**Work instructions**
Please return every line of the records below that holds the word "RecaptchaAdapter".

+ + + + +

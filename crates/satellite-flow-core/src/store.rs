//! Bridge state container.
//!
//! Every slot the flow observes lives in [`BridgeState`]; [`BridgeStore`] is
//! the single write owner. Reads go through `state()`, writes through
//! `update()`, which bumps a revision counter and notifies subscribers.
//! Renderers never mutate — they are pure functions over a snapshot.

use serde::{Deserialize, Serialize};

use crate::domain::{
    AssetInfo, BroadcastResult, ChainInfo, ConfirmationStatus, DepositAddress, Side, TimestampMs,
};
use crate::step::TransferStep;

pub type SubscriptionId = u64;

/// A completed transfer, kept for the in-session history panel.
#[derive(Debug, Clone, PartialEq, Eq, Serialize, Deserialize)]
pub struct TransferRecord {
    pub asset_symbol: String,
    pub amount: String,
    pub source_chain: String,
    pub destination_chain: String,
    pub completed_at: TimestampMs,
}

#[derive(Debug, Clone, PartialEq, Eq, Serialize, Deserialize)]
pub struct BridgeState {
    pub source_chain: Option<ChainInfo>,
    pub destination_chain: Option<ChainInfo>,
    pub source_asset: Option<AssetInfo>,
    pub destination_address: Option<String>,
    pub destination_address_valid: bool,

    pub deposit_address: Option<DepositAddress>,
    pub deposit_timestamp: TimestampMs,
    pub source_confirmations: ConfirmationStatus,
    pub destination_confirmations: ConfirmationStatus,
    pub deposit_tx_hash: Option<String>,
    pub has_enough_deposit_confirmation: bool,
    pub broadcast_result: Option<BroadcastResult>,

    pub active_step: TransferStep,
    pub wallet_connected: bool,
    pub history: Vec<TransferRecord>,

    pub show_disclaimer: bool,
    pub show_disclaimer_from_faq: bool,
    pub show_tx_history: bool,
    pub is_submitting: bool,
}

impl Default for BridgeState {
    fn default() -> Self {
        Self {
            source_chain: None,
            destination_chain: None,
            source_asset: None,
            destination_address: None,
            destination_address_valid: false,
            deposit_address: None,
            deposit_timestamp: TimestampMs(0),
            source_confirmations: ConfirmationStatus::default(),
            destination_confirmations: ConfirmationStatus::default(),
            deposit_tx_hash: None,
            has_enough_deposit_confirmation: false,
            broadcast_result: None,
            active_step: TransferStep::GeneratingDepositAddress,
            wallet_connected: false,
            history: Vec::new(),
            show_disclaimer: true,
            show_disclaimer_from_faq: false,
            show_tx_history: false,
            is_submitting: false,
        }
    }
}

impl BridgeState {
    pub fn chain_selection(&self, side: Side) -> Option<&ChainInfo> {
        match side {
            Side::Source => self.source_chain.as_ref(),
            Side::Destination => self.destination_chain.as_ref(),
        }
    }

    pub fn confirmations(&self, side: Side) -> &ConfirmationStatus {
        match side {
            Side::Source => &self.source_confirmations,
            Side::Destination => &self.destination_confirmations,
        }
    }
}

/// The swap affordance lights up only when the whole selection is coherent:
/// both chains picked, distinct by name, an asset chosen, and a destination
/// address that passed validation.
pub fn can_light_up(state: &BridgeState) -> bool {
    let distinct_chains = match (&state.source_chain, &state.destination_chain) {
        (Some(src), Some(dst)) => src.chain_name != dst.chain_name,
        _ => false,
    };
    distinct_chains && state.source_asset.is_some() && state.destination_address_valid
}

type Subscriber = Box<dyn FnMut(u64) + Send>;

pub struct BridgeStore {
    state: BridgeState,
    revision: u64,
    next_subscription: SubscriptionId,
    subscribers: Vec<(SubscriptionId, Subscriber)>,
}

impl Default for BridgeStore {
    fn default() -> Self {
        Self::new()
    }
}

impl BridgeStore {
    pub fn new() -> Self {
        Self {
            state: BridgeState::default(),
            revision: 0,
            next_subscription: 0,
            subscribers: Vec::new(),
        }
    }

    pub fn state(&self) -> &BridgeState {
        &self.state
    }

    pub fn revision(&self) -> u64 {
        self.revision
    }

    /// Apply a write and notify subscribers with the new revision.
    pub fn update(&mut self, f: impl FnOnce(&mut BridgeState)) {
        f(&mut self.state);
        self.revision += 1;
        let revision = self.revision;
        for (_, subscriber) in &mut self.subscribers {
            subscriber(revision);
        }
    }

    /// Advance the step, refusing to move backwards. Returns the step in
    /// effect afterwards.
    pub fn advance_step(&mut self, step: TransferStep) -> TransferStep {
        if step > self.state.active_step {
            self.update(|s| s.active_step = step);
        }
        self.state.active_step
    }

    pub fn select_chain(&mut self, side: Side, chain: Option<ChainInfo>) {
        self.update(|s| match side {
            Side::Source => {
                s.source_chain = chain;
                // An asset belongs to the chain it was picked on.
                s.source_asset = None;
            }
            Side::Destination => s.destination_chain = chain,
        });
    }

    pub fn subscribe(&mut self, subscriber: impl FnMut(u64) + Send + 'static) -> SubscriptionId {
        let id = self.next_subscription;
        self.next_subscription += 1;
        self.subscribers.push((id, Box::new(subscriber)));
        id
    }

    pub fn unsubscribe(&mut self, id: SubscriptionId) {
        self.subscribers.retain(|(sub_id, _)| *sub_id != id);
    }
}
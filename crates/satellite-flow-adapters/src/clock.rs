use satellite_flow_core::{ClockPort, PortError, TimestampMs};

#[derive(Debug, Clone, Copy, Default)]
pub struct SystemClockAdapter;

impl ClockPort for SystemClockAdapter {
    fn now_ms(&self) -> Result<TimestampMs, PortError> {
        let now = std::time::SystemTime::now()
            .duration_since(std::time::UNIX_EPOCH)
            .map_err(|e| PortError::Transport(format!("time error: {e}")))?;
        Ok(TimestampMs(now.as_millis() as u64))
    }
}

#[cfg(test)]
mod tests {
    use super::SystemClockAdapter;
    use satellite_flow_core::ClockPort;

    #[test]
    fn system_clock_is_monotone_enough() {
        let clock = SystemClockAdapter;
        let a = clock.now_ms().expect("now");
        let b = clock.now_ms().expect("now again");
        assert!(b >= a);
        // Sanity: after 2020-01-01.
        assert!(a.0 > 1_577_836_800_000);
    }
}
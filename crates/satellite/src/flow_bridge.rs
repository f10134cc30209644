//! Bridge between the egui shell and the flow workspace crates.
//! This must remain the only shell-facing boundary for adapter calls.

use std::sync::{Arc, Mutex};

use satellite_flow_adapters::{
    DeploymentConfig, Eip1193WalletAdapter, RecaptchaAdapter, SystemClockAdapter,
};
use satellite_flow_core::{
    CaptchaPort, ClockPort, TimestampMs, TokenDetails, WalletBridgePort, WalletKind,
};

/// Result from the async captcha fetch
#[derive(Clone)]
pub enum CaptchaResult {
    Ready(String),
    Error(String),
}

/// Result from an async wallet-connect attempt
#[derive(Clone)]
pub enum WalletConnectResult {
    Connected(WalletKind),
    Error(String),
}

pub struct FlowBridge {
    config: DeploymentConfig,
    clock: SystemClockAdapter,
    wallet: Eip1193WalletAdapter,
    captcha: RecaptchaAdapter,
}

impl FlowBridge {
    pub fn new(config: DeploymentConfig) -> Self {
        let wallet = Eip1193WalletAdapter::with_config(&config);
        let captcha = RecaptchaAdapter::with_config(&config);
        Self {
            config,
            clock: SystemClockAdapter,
            wallet,
            captcha,
        }
    }

    pub fn config(&self) -> &DeploymentConfig {
        &self.config
    }

    pub fn now_ms(&self) -> TimestampMs {
        match self.clock.now_ms() {
            Ok(now) => now,
            Err(e) => {
                tracing::warn!("system clock unavailable: {e}");
                TimestampMs(0)
            }
        }
    }

    /// Fetch a captcha token off the UI thread; the result lands in the
    /// mailbox and the context is woken up.
    pub fn request_captcha(
        &self,
        mailbox: Arc<Mutex<Option<CaptchaResult>>>,
        ctx: egui::Context,
    ) {
        let captcha = self.captcha.clone();
        std::thread::spawn(move || {
            let result = match captcha.request_token() {
                Ok(token) => CaptchaResult::Ready(token),
                Err(e) => CaptchaResult::Error(format!("{e}")),
            };
            if let Ok(mut guard) = mailbox.lock() {
                *guard = Some(result);
            }
            ctx.request_repaint();
        });
    }

    /// Connect the requested wallet. Only the extension wallet goes through
    /// the EIP-1193 bridge; the IBC and Terra wallets are session-local.
    pub fn connect_wallet(
        &self,
        kind: WalletKind,
        mailbox: Arc<Mutex<Option<WalletConnectResult>>>,
        ctx: egui::Context,
    ) {
        let wallet = self.wallet.clone();
        std::thread::spawn(move || {
            let result = match kind {
                WalletKind::Extension => match wallet.request_accounts() {
                    Ok(accounts) if !accounts.is_empty() => {
                        WalletConnectResult::Connected(kind)
                    }
                    Ok(_) => WalletConnectResult::Error("no wallet account exposed".to_owned()),
                    Err(e) => WalletConnectResult::Error(format!("{e}")),
                },
                WalletKind::Ibc | WalletKind::Terra => WalletConnectResult::Connected(kind),
            };
            if let Ok(mut guard) = mailbox.lock() {
                *guard = Some(result);
            }
            ctx.request_repaint();
        });
    }

    /// Fire-and-forget add-token request. Rejection and transport errors
    /// are logged, never surfaced or retried.
    pub fn add_token_to_wallet(&self, token: TokenDetails) {
        let wallet = self.wallet.clone();
        std::thread::spawn(move || match wallet.watch_asset(&token) {
            Ok(accepted) => {
                tracing::debug!(symbol = %token.symbol, accepted, "watch_asset answered");
            }
            Err(e) => {
                tracing::debug!(symbol = %token.symbol, "watch_asset dropped: {e}");
            }
        });
    }
}
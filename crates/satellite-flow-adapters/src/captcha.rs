//! Captcha token fetcher gating the swap widget.

use serde_json::Value;

use satellite_flow_core::{CaptchaPort, PortError};

use crate::config::DeploymentConfig;

/// Static token handed out when no verifier endpoint is configured.
const DEV_TOKEN: &str = "dev-captcha-token";

#[derive(Debug, Clone)]
pub struct RecaptchaAdapter {
    runtime: CaptchaRuntime,
}

#[derive(Debug, Clone)]
enum CaptchaRuntime {
    Http {
        endpoint: String,
        client: reqwest::blocking::Client,
    },
    Deterministic,
}

impl Default for RecaptchaAdapter {
    fn default() -> Self {
        Self::with_config(&DeploymentConfig::default())
    }
}

impl RecaptchaAdapter {
    pub fn with_config(config: &DeploymentConfig) -> Self {
        let runtime = match &config.captcha_endpoint {
            Some(endpoint) => {
                let timeout = std::time::Duration::from_millis(config.request_timeout_ms);
                match reqwest::blocking::Client::builder().timeout(timeout).build() {
                    Ok(client) => CaptchaRuntime::Http {
                        endpoint: endpoint.clone(),
                        client,
                    },
                    Err(e) => {
                        tracing::warn!("captcha client failed to initialize: {e}");
                        CaptchaRuntime::Deterministic
                    }
                }
            }
            None => CaptchaRuntime::Deterministic,
        };
        Self { runtime }
    }
}

impl CaptchaPort for RecaptchaAdapter {
    fn request_token(&self) -> Result<String, PortError> {
        match &self.runtime {
            CaptchaRuntime::Deterministic => Ok(DEV_TOKEN.to_owned()),
            CaptchaRuntime::Http { endpoint, client } => {
                let response = client
                    .post(endpoint)
                    .json(&serde_json::json!({ "action": "swap" }))
                    .send()
                    .map_err(|e| PortError::Transport(format!("captcha request failed: {e}")))?;
                let payload: Value = response
                    .json()
                    .map_err(|e| PortError::Transport(format!("captcha bad response: {e}")))?;
                payload
                    .get("token")
                    .and_then(Value::as_str)
                    .map(str::to_owned)
                    .ok_or_else(|| {
                        PortError::Validation("captcha response missing token".to_owned())
                    })
            }
        }
    }
}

+ + + + +

**Solution for this task**
    DeploymentConfig, Eip1193WalletAdapter, RecaptchaAdapter, SystemClockAdapter,
    captcha: RecaptchaAdapter,
        let captcha = RecaptchaAdapter::with_config(&config);
pub struct RecaptchaAdapter {
impl Default for RecaptchaAdapter {
impl RecaptchaAdapter {
impl CaptchaPort for RecaptchaAdapter {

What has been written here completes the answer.